Amazingly, even before the U.S. relief forces arrived in the city of Sendai, an American woman living in that Japanese city had already started telling the world -- through a series of heart-warming e-mails to her family and friends -- some about the tragedy which she herself had survived, but mostly about the countless inspiring and unsung acts of kindness, compassion and humanity that she observed among the survivors: the human spirit displayed by her own neighbors and total strangers in times of tragedy and chaos.
The woman is Anne Thomas, an English teacher who has lived in Sendai for 22 years and continues to live and teach there.
Anne Thomas walking among ruins
Just a few days after the earthquake, I happened to read one of her first "from the ground to the heart" letters -- as they came to be known later -- in Ode Magazine.
Touched by the letter, I commented that, faced with the almost unfathomable human tragedy in Japan, how difficult it would be to come up with "positive news," or with "new inspirations and new visions" on the disaster, but that with her letter Thomas had done exactly that.

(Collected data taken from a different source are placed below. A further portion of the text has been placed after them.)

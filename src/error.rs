//! Error and diagnostic types shared by the three decoders.
//!
//! Only a handful of conditions abort a decode: truncated headers or tables
//! (`Io`) and a layer whose metatile sheet cannot be found (`MissingInput`).
//! Everything else is recorded as a [`DecodeWarning`] and the affected piece,
//! tile or screen is left blank.

use std::io;

use serde::Serialize;
use thiserror::Error;

#[derive(Debug, Error)]
pub enum DecodeError {
    /// Stream ended early or a seek went past the end of the archive
    #[error("I/O error: {0}")]
    Io(#[from] io::Error),
    /// A required companion input (metatile sheet) could not be found
    #[error("Missing input: {0}")]
    MissingInput(String),
    /// Structurally invalid archive or option
    #[error("Invalid data: {0}")]
    InvalidData(String),
    #[error("Image error: {0}")]
    Image(#[from] image::ImageError),
}

/// A recoverable problem found while decoding.
#[derive(Debug, Clone, PartialEq, Eq, Serialize)]
#[serde(tag = "kind", rename_all = "snake_case")]
pub enum DecodeWarning {
    UnknownChunkSize { frame: usize, piece: usize, code: u16 },
    FrameUnreadable { frame: usize, reason: String },
    UnknownFlip { metatile: usize, quadrant: usize, code: u32 },
    TileOutOfRange { offset: u64 },
    SheetTileOutOfRange { tile_id: u32 },
    MissingSheet { palette_bank: u8 },
    ScreenOutOfRange { slot: usize, screen: u16 },
    Realigned { from: u64, to: u64 },
    CompressedData { flags: u16 },
    TileRangeExceeded { tile_count: u16, addressable: u32 },
    PaletteFallback { reason: String },
}

/// Warnings collected over one decode, plus flags callers commonly query.
#[derive(Debug, Clone, Default, Serialize)]
pub struct Diagnostics {
    pub warnings: Vec<DecodeWarning>,
    /// Set when the archive holds more tiles than its record format can address
    pub tile_range_exceeded: bool,
}

impl Diagnostics {
    pub fn warn(&mut self, warning: DecodeWarning) {
        tracing::warn!(?warning, "decode warning");
        if matches!(warning, DecodeWarning::TileRangeExceeded { .. }) {
            self.tile_range_exceeded = true;
        }
        self.warnings.push(warning);
    }

    pub fn is_clean(&self) -> bool {
        self.warnings.is_empty()
    }
}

In that letter, Thomas tells us about the stoic nature of the Japanese people, their concern and caring for each other and for others -- perfect strangers -- their humanity, their continuing respect for the law and for orderliness even during such desperate circumstances and about the writer finding beauty and hope amid chaos and misery.
Anne Thomas praying in Ishinomaki
Thomas continued to write her "letters to the heart," never expecting them to go viral or to be reprinted on-line and in newspapers the world over.
Nor did she ever imagine that her letters would be published in a book until a designer and writer named Brian Penry suggested to Thomas that her letters were extraordinary and that she should collect them in a book.
The result is Letters from the Ground to the Heart -- Beauty Amid Destruction, a book in which "Anne makes the stories of ordinary people in extraordinary circumstances profound -- capturing our collective, global empathy." It's now available at Lulu.com and Amazon.com
On this first anniversary of that horrific event we will be copiously reminded of the statistics of death, suffering and destruction -- as perhaps we should. However, it may also be good to be reminded of the acts of kindness witnessed by Anne Thomas during a time of utter devastation and compiled in a book that is described by a reader as:
[A] collection of heart-warming letters, but be warned, they may bring a tear to your eye. Each letter paints a picture of hope in the life's simple pleasures - finding a shop selling rice, being able to wash after so long without running water, a farmer friend delivering eggs. It's these little moments that news coverage, although excellent, fails to cover. Anne brings it all to life and makes you thankful for what you have. And then you feel the need to help. The book is also an insight into the Japanese and how their culture shapes the way they cope with disaster...
Best of all, proceeds from sales of this book benefit survivors of the Japan earthquake and tsunami.